Qatar Diabetes Association provides regular training and ongoing support to school nurses
It is common for parents of children with diabetes to worry whether the school – and teachers – can provide the necessary physical and mental support, as those with the disease need special attention and care.
Within the QF schools, we provide an integrated plan to promote the health of students with diabetes, and this plan includes all those working in the school
At Qatar Foundation (QF) schools, children with diabetes, and those at risk of developing the condition, are a priority, with regular training sessions and workshops hosted by the schools to ensure the highest possible care is provided to the students.
Josephine Bou Akar, a nurse at the Early Education Center, Qatar Academy Doha (QAD), part of QF’s Pre-University Education, says: “Within the QF schools, we provide an integrated plan to promote the health of students with diabetes, and this plan includes all those working in the school, including administrators, educators, nurses, and even those in the canteen.
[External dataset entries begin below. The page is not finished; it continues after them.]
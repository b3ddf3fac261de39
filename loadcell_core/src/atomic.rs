use std::ffi::OsString;
use std::{fs, io::Write, path::Path, path::PathBuf};

/// Sibling temp path: `cal.json` -> `cal.json.tmp`.
fn temp_path(path: &Path) -> PathBuf {
    let mut name = path
        .file_name()
        .map(OsString::from)
        .unwrap_or_else(|| OsString::from("calibration"));
    name.push(".tmp");
    path.with_file_name(name)
}

/// Replace `path` with `bytes` without ever exposing a half-written file.
///
/// Writes a sibling temp file, fsyncs it, then renames it over the target. A crash
/// before the rename leaves the previous file intact; the stray temp file is
/// overwritten by the next save.
pub fn write_atomic(path: &Path, bytes: &[u8]) -> std::io::Result<()> {
    let tmp = temp_path(path);
    let written = (|| {
        let mut f = fs::File::create(&tmp)?;
        f.write_all(bytes)?;
        f.sync_all()
    })();
    if let Err(e) = written {
        let _ = fs::remove_file(&tmp);
        return Err(e);
    }
    fs::rename(&tmp, path)?;

    // Persist the rename itself; not supported on every platform.
    #[cfg(unix)]
    {
        if let Some(dir) = path.parent().filter(|d| !d.as_os_str().is_empty())
            && let Ok(d) = fs::File::open(dir)
        {
            let _ = d.sync_all();
        }
    }
    Ok(())
}

#[cfg(test)]
mod tests {
    use super::*;

    #[test]
    fn replaces_existing_content_and_cleans_temp() {
        let dir = tempfile::tempdir().unwrap();
        let path = dir.path().join("cal.json");
        fs::write(&path, b"old").unwrap();
        write_atomic(&path, b"new").unwrap();
        assert_eq!(fs::read(&path).unwrap(), b"new");
        assert!(!temp_path(&path).exists());
    }

    #[test]
    fn missing_parent_directory_fails_without_touching_target() {
        let dir = tempfile::tempdir().unwrap();
        let path = dir.path().join("absent").join("cal.json");
        assert!(write_atomic(&path, b"x").is_err());
        assert!(!path.exists());
    }

    #[test]
    fn temp_name_keeps_extension() {
        let p = Path::new("/var/lib/scale_config.json");
        assert_eq!(temp_path(p), Path::new("/var/lib/scale_config.json.tmp"));
    }
}
//! Live reading state.

/// Lifecycle of the live reading controller.
#[derive(Debug, Clone, Copy, PartialEq, Eq, Default)]
pub enum ReadingState {
    /// No sampler running; `get_weight` returns the last value.
    #[default]
    Idle,
    /// Sampler and delivery threads are running.
    Active,
}

/// Counters for samples seen by the delivery thread, across all sessions.
#[derive(Debug, Clone, Copy, Default, PartialEq, Eq)]
pub struct LiveStats {
    /// Samples received from the sampler.
    pub delivered: u64,
    /// Samples converted and published to the weight slot.
    pub converted: u64,
    /// Samples dropped because conversion failed.
    pub rejected: u64,
}
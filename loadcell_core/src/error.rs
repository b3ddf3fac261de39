use thiserror::Error;

/// Failures of the public scale operations.
///
/// None of these are fatal: a failed tare or calibrate leaves the last
/// known-good calibration in effect.
#[derive(Debug, Error, Clone, PartialEq)]
pub enum ScaleError {
    #[error("invalid argument: {0}")]
    InvalidArgument(String),
    #[error("sensor timeout: no valid samples after {attempts} attempts")]
    SensorTimeout { attempts: u32 },
    #[error("scale is uncalibrated: {0}")]
    Uncalibrated(String),
    #[error("invalid state: {0}")]
    State(String),
}

#[derive(Debug, Error, Clone)]
pub enum BuildError {
    #[error("invalid config: {0}")]
    InvalidConfig(&'static str),
}

pub type Result<T> = eyre::Result<T>;
pub use eyre::Report;
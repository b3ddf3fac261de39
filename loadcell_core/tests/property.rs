use loadcell_core::store::{CalibrationStore, FileStore, MemoryStore};
use loadcell_core::{CalibrationParameters, convert};
use loadcell_traits::Channel;
use proptest::prelude::*;

prop_compose! {
    fn params_strategy()(
        zero_offset in -(1i64 << 24)..(1i64 << 24),
        magnitude in 1e-3f64..1e6,
        negative in any::<bool>(),
        channel in prop_oneof![Just(Channel::A), Just(Channel::B)],
    ) -> CalibrationParameters {
        CalibrationParameters {
            zero_offset,
            reference_unit: if negative { -magnitude } else { magnitude },
            channel,
        }
    }
}

proptest! {
    #[test]
    fn memory_store_round_trips(params in params_strategy()) {
        let store = MemoryStore::new();
        store.save(params.channel, &params).unwrap();
        let outcome = store.load(params.channel);
        prop_assert!(outcome.is_loaded());
        prop_assert_eq!(outcome.params(), params);
    }

    #[test]
    fn file_store_round_trips(params in params_strategy()) {
        let dir = tempfile::tempdir().unwrap();
        let store = FileStore::new(dir.path().join("scale_config.json"));
        store.save(params.channel, &params).unwrap();
        let outcome = store.load(params.channel);
        prop_assert!(outcome.is_loaded());
        prop_assert_eq!(outcome.params(), params);
    }

    /// Equal raw steps give equal weight steps, and the offset maps to zero.
    #[test]
    fn conversion_is_linear(
        params in params_strategy(),
        base in -(1i32 << 23)..(1i32 << 23),
        step in 1i32..10_000,
    ) {
        let p = CalibrationParameters { zero_offset: i64::from(base), ..params };
        prop_assert_eq!(convert(base, &p).unwrap(), 0.0);
        let w1 = convert(base + step, &p).unwrap();
        let w2 = convert(base + 2 * step, &p).unwrap();
        let tol = 1e-9 * w1.abs().max(1.0);
        prop_assert!((w2 - 2.0 * w1).abs() <= tol, "w1={} w2={}", w1, w2);
        prop_assert!((w1 * p.reference_unit - f64::from(step)).abs() <= 1e-6 * f64::from(step));
    }
}
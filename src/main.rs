use tokio::net::TcpListener;
use tracing::info;
use tracing_subscriber::{fmt, EnvFilter};
use timemeaning_site::{
    config::Config,
    api::routes::create_router,
    site::RouteRegistry,
    AppState,
};

#[tokio::main]
async fn main() -> Result<(), Box<dyn std::error::Error>> {
    // Load configuration
    let config = Config::load()?;

    let filter = EnvFilter::try_from_default_env()
        .unwrap_or_else(|_| EnvFilter::new(&config.log_level));
    fmt().with_env_filter(filter).init();

    // Build the route table; a bad descriptor stops startup here
    let registry = RouteRegistry::site()?;
    info!(routes = registry.len(), "route table loaded");

    let server_addr = config.server_addr;
    let app_state = AppState::new(config, registry);
    let app = create_router(app_state);

    let listener = TcpListener::bind(server_addr).await?;
    info!(addr = %server_addr, "listening");
    axum::serve(listener, app).await?;

    Ok(())
}
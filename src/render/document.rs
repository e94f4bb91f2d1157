use crate::site::RouteEntry;
use super::head::head_tags;

/// Renders a full HTML document for a registered route.
pub fn document(entry: &RouteEntry) -> String {
    let head = head_tags(&entry.descriptor);
    let body = entry.body().render();

    let mut out = String::with_capacity(head.len() + body.len() + 160);
    out.push_str("<!DOCTYPE html><html lang=\"en\"><head>");
    out.push_str("<meta charset=\"utf-8\">");
    out.push_str("<meta name=\"viewport\" content=\"width=device-width, initial-scale=1\">");
    out.push_str(&head);
    out.push_str("</head><body>");
    out.push_str(&body);
    out.push_str("</body></html>");
    out
}
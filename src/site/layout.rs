//! Content trees, route layouts and the loading placeholder.

/// An owned tree of renderable content.
#[derive(Debug, Clone, PartialEq, Eq)]
pub enum Node {
    Element {
        tag: &'static str,
        attrs: Vec<(&'static str, String)>,
        children: Vec<Node>,
    },
    Text(String),
}

/// Wraps a route's content. Every route registers one.
pub type Layout = fn(Node) -> Node;

/// Elements that never take a closing tag.
const VOID_ELEMENTS: [&str; 6] = ["br", "hr", "img", "input", "link", "meta"];

const LOADING_STYLE: &str = "display:flex;align-items:center;justify-content:center;min-height:60vh;font-family:system-ui,sans-serif;font-size:1rem;color:#6b7280";

impl Node {
    pub fn element(tag: &'static str, children: Vec<Node>) -> Self {
        Node::Element { tag, attrs: Vec::new(), children }
    }

    pub fn text(text: impl Into<String>) -> Self {
        Node::Text(text.into())
    }

    pub fn with_attr(mut self, name: &'static str, value: impl Into<String>) -> Self {
        if let Node::Element { attrs, .. } = &mut self {
            attrs.push((name, value.into()));
        }
        self
    }

    pub fn render(&self) -> String {
        let mut out = String::new();
        self.render_into(&mut out);
        out
    }

    fn render_into(&self, out: &mut String) {
        match self {
            Node::Text(text) => out.push_str(&escape_html(text)),
            Node::Element { tag, attrs, children } => {
                out.push('<');
                out.push_str(tag);
                for (name, value) in attrs {
                    out.push(' ');
                    out.push_str(name);
                    out.push_str("=\"");
                    out.push_str(&escape_html(value));
                    out.push('"');
                }
                out.push('>');
                if VOID_ELEMENTS.contains(tag) {
                    return;
                }
                for child in children {
                    child.render_into(out);
                }
                out.push_str("</");
                out.push_str(tag);
                out.push('>');
            }
        }
    }
}

/// Layout that renders its children unchanged.
pub fn passthrough(children: Node) -> Node {
    children
}

/// Placeholder shown while a route's content is pending.
pub fn loading() -> Node {
    Node::element("div", vec![Node::text("Loading...")])
        .with_attr("role", "status")
        .with_attr("style", LOADING_STYLE)
}

/// Escapes text for use in HTML content and double-quoted attributes.
pub fn escape_html(input: &str) -> String {
    let mut out = String::with_capacity(input.len());
    for c in input.chars() {
        match c {
            '&' => out.push_str("&amp;"),
            '<' => out.push_str("&lt;"),
            '>' => out.push_str("&gt;"),
            '"' => out.push_str("&quot;"),
            '\'' => out.push_str("&#39;"),
            _ => out.push(c),
        }
    }
    out
}
use axum::{
    response::{IntoResponse, Response},
    Json,
    http::StatusCode,
};
use serde::Serialize;

#[derive(Serialize)]
pub struct ErrorResponse {
    error: String,
}

#[derive(Debug, thiserror::Error)]
pub enum AppError {
    #[error("No page registered at {0}")]
    NotFound(String),

    #[error("Configuration error: {0}")]
    Config(String),

    #[error("I/O error: {0}")]
    Io(String),
}

impl AppError {
    pub fn status(&self) -> StatusCode {
        match self {
            AppError::NotFound(_) => StatusCode::NOT_FOUND,
            AppError::Config(_) => StatusCode::INTERNAL_SERVER_ERROR,
            AppError::Io(_) => StatusCode::INTERNAL_SERVER_ERROR,
        }
    }
}

impl IntoResponse for AppError {
    fn into_response(self) -> Response {
        let status = self.status();
        let body = Json(ErrorResponse {
            error: self.to_string(),
        });

        (status, body).into_response()
    }
}

impl From<std::env::VarError> for AppError {
    fn from(err: std::env::VarError) -> Self {
        AppError::Config(err.to_string())
    }
}

impl From<std::io::Error> for AppError {
    fn from(err: std::io::Error) -> Self {
        AppError::Io(err.to_string())
    }
}

pub type Result<T> = std::result::Result<T, AppError>;
pub mod models;
pub mod response;
pub mod routes;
“Every day, when a student with diabetes arrives at school, we check their blood sugar levels. We also constantly monitor the symptoms of hypoglycemia and hyperglycemia especially before a meal and before, during, and after physical activity.
“We make sure that the student eats a light meal between classes, before any activity that requires physical effort to prevent complications,” Bou Akar explains.
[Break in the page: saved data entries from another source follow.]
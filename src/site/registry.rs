use std::collections::HashSet;

use crate::error::{AppError, Result};
use super::descriptor::PageDescriptor;
use super::layout::{self, Layout, Node};
use super::pages;

/// One row of the route table.
#[derive(Debug, Clone)]
pub struct RouteEntry {
    pub path: &'static str,
    pub descriptor: PageDescriptor,
    pub layout: Layout,
    /// Renders the route's content; routes without one show the loading placeholder.
    pub content: Option<fn() -> Node>,
}

impl RouteEntry {
    pub const fn new(path: &'static str, descriptor: PageDescriptor) -> Self {
        RouteEntry {
            path,
            descriptor,
            layout: layout::passthrough,
            content: None,
        }
    }

    pub fn with_content(mut self, content: fn() -> Node) -> Self {
        self.content = Some(content);
        self
    }

    pub fn body(&self) -> Node {
        let children = match self.content {
            Some(render) => render(),
            None => layout::loading(),
        };
        (self.layout)(children)
    }
}

const SITE_ROUTES: [RouteEntry; 5] = [
    RouteEntry::new("/contact", pages::CONTACT),
    RouteEntry::new("/privacy", pages::PRIVACY),
    RouteEntry::new("/stats", pages::STATS),
    RouteEntry::new("/tools", pages::TOOLS),
    RouteEntry::new("/tools/unix-birthday", pages::UNIX_BIRTHDAY),
];

/// Pages are mounted by exact path, so segments must be literal: no router
/// captures or wildcards, no empty segments.
fn check_path(path: &str) -> Result<()> {
    let Some(rest) = path.strip_prefix('/') else {
        return Err(AppError::Config(format!("route path '{}' must start with '/'", path)));
    };
    if rest.is_empty() {
        return Ok(());
    }
    for segment in rest.split('/') {
        if segment.is_empty() {
            return Err(AppError::Config(format!("route path '{}' has an empty segment", path)));
        }
        if segment.starts_with(':')
            || segment.starts_with('*')
            || segment.contains('{')
            || segment.contains('}')
        {
            return Err(AppError::Config(format!(
                "route path '{}' has a non-literal segment '{}'",
                path, segment
            )));
        }
    }
    Ok(())
}

/// Explicit mapping from route path to page metadata and layout.
#[derive(Debug, Clone)]
pub struct RouteRegistry {
    entries: Vec<RouteEntry>,
}

impl RouteRegistry {
    pub fn from_entries(entries: Vec<RouteEntry>) -> Result<Self> {
        let mut paths = HashSet::new();
        let mut titles = HashSet::new();

        for entry in &entries {
            check_path(entry.path)?;
            if !paths.insert(entry.path) {
                return Err(AppError::Config(format!("route '{}' registered twice", entry.path)));
            }
            if !titles.insert(entry.descriptor.title) {
                return Err(AppError::Config(format!(
                    "title '{}' of route '{}' is already used",
                    entry.descriptor.title, entry.path
                )));
            }
            entry.descriptor.validate()?;
        }

        Ok(RouteRegistry { entries })
    }

    /// The TimeMeaning route table.
    pub fn site() -> Result<Self> {
        Self::from_entries(SITE_ROUTES.to_vec())
    }

    pub fn entries(&self) -> impl Iterator<Item = &RouteEntry> {
        self.entries.iter()
    }

    pub fn len(&self) -> usize {
        self.entries.len()
    }

    pub fn is_empty(&self) -> bool {
        self.entries.is_empty()
    }

    pub fn lookup(&self, path: &str) -> Option<&RouteEntry> {
        let path = match path.strip_suffix('/') {
            Some(trimmed) if !trimmed.is_empty() => trimmed,
            _ => path,
        };
        self.entries.iter().find(|entry| entry.path == path)
    }
}
use crate::site::layout::escape_html;
use crate::site::RouteRegistry;

/// `urlset` listing every canonical URL in registration order.
pub fn sitemap_xml(registry: &RouteRegistry) -> String {
    let mut out = String::from("<?xml version=\"1.0\" encoding=\"UTF-8\"?>\n");
    out.push_str("<urlset xmlns=\"http://www.sitemaps.org/schemas/sitemap/0.9\">\n");
    for url in registry.entries().filter_map(|e| e.descriptor.canonical_url) {
        out.push_str("  <url><loc>");
        out.push_str(&escape_html(url));
        out.push_str("</loc></url>\n");
    }
    out.push_str("</urlset>\n");
    out
}
pub mod api;
pub mod config;
pub mod error;
pub mod render;
pub mod site;

use std::sync::Arc;
use config::Config;
use site::RouteRegistry;

/// Application state that will be shared across handlers
#[derive(Clone)]
pub struct AppState {
    pub config: Arc<Config>,
    pub registry: Arc<RouteRegistry>,
}

impl AppState {
    pub fn new(config: Config, registry: RouteRegistry) -> Self {
        AppState {
            config: Arc::new(config),
            registry: Arc::new(registry),
        }
    }
}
Type 1 diabetes – a multifactorial disease with a strong genetic component – is by the autoimmune destruction of pancreatic β cells. Children with type 1 diabetes require insulin injections every day to regulate blood sugar levels. And, according to Bou Akar, it is on the rise in Qatar and all around the world, along with type 2 diabetes which is caused by unhealthy lifestyles and poor eating habits.
Type 2 diabetes is a chronic illness, which can lead to serious complications affecting people’s lives and wellbeing.
She adds that QF schools also focus on students who are at risk of developing type 2 diabetes, monitoring continuously for symptoms and collaborating with parents to delay or prevent the onset of the condition.
Trying to get information from parents about whether someone in their families has a history of diabetes can be challenging, with parents refusing to acknowledging it
“The most important of these symptoms are the frequent urination, lethargy, increase in appetite, and being thirstier than usual.
“Once these are identified, we speak to the parents about the child's sleeping and eating habits, and whether there has been a drop in their weight or a change in their behavior. We also ask about the family’s medical history, and if there are any cases of diabetes, to know the extent of the child's susceptibility,” she adds.
Social stigma is one of the challenges that nurses face in schools, as some families withhold necessary information about the presence of diabetes in the family.
“We try to get as much information as possible from parents – about whether someone in their immediate or extended families has a history of diabetes. But this can be challenging, with parents refusing to provide information, or even acknowledging it,” she says.
The training provided by the QDA is an important tool in enhancing the skills of nurses in schools
In order to manage the condition, those who have diabetes should lead healthy lifestyles and seek medical advice. Preventive measures are also important to avoid or delay developing type 2 diabetes, and this is a focus at QF schools, through various activities and health awareness campaigns.
In previous years, before COVID-19, activities included taking students to supermarkets and asking them to select heathy food items, such as fruit and vegetables, and then teaching them how to create healthy meals with these ingredients. “We actively involve them, helping to develop a culture of healthy eating within the classroom, which is then a culture they took home with them,” she says.
“We also organize agricultural activities, where we grow vegetables ourselves. And, as well as including daily physical activity at school, we also encourage children to move through music.”
Additionally, each year, Qatar Diabetes Association (QDA) – a member of QF – organizes courses for nurses at QF schools, including workshops on how to support children with diabetes, as well as monitoring symptoms among to students to ensure early detection, and new technologies.
Other courses include learning how to avoid high and low blood sugar levels – and how to treat these – as well as teaching relevant staff about the insulin system and how to adjust the doses of medication. The training courses also highlight the importance of nutrition and cover the procedures that should be followed during and after exercise.
By developing our skills and collaborating with parents, we strive to ensure that every child with diabetes has the best chance of participating safely in all school activities
“When parents send their children with diabetes to school, they trust that the school nurses will be able to provide maximum care to their children,” says Katherine Balili, another nurse at QAD, “The training provided by the QDA is an important tool in enhancing the skills of nurses in schools.
“QDA has provided us with the skills, training, and support necessary to provide optimal care for these students, which in turn had enabled us to improve student awareness of diabetes and how to recognize it and live with the condition.
“As nurses, we benefit a lot from these courses – they help us keep up to date with everything new. By developing our skills, and collaborating with parents, we strive to ensure that every child with diabetes has the best chance of staying in school and participating safely in all school activities,” Balili concludes.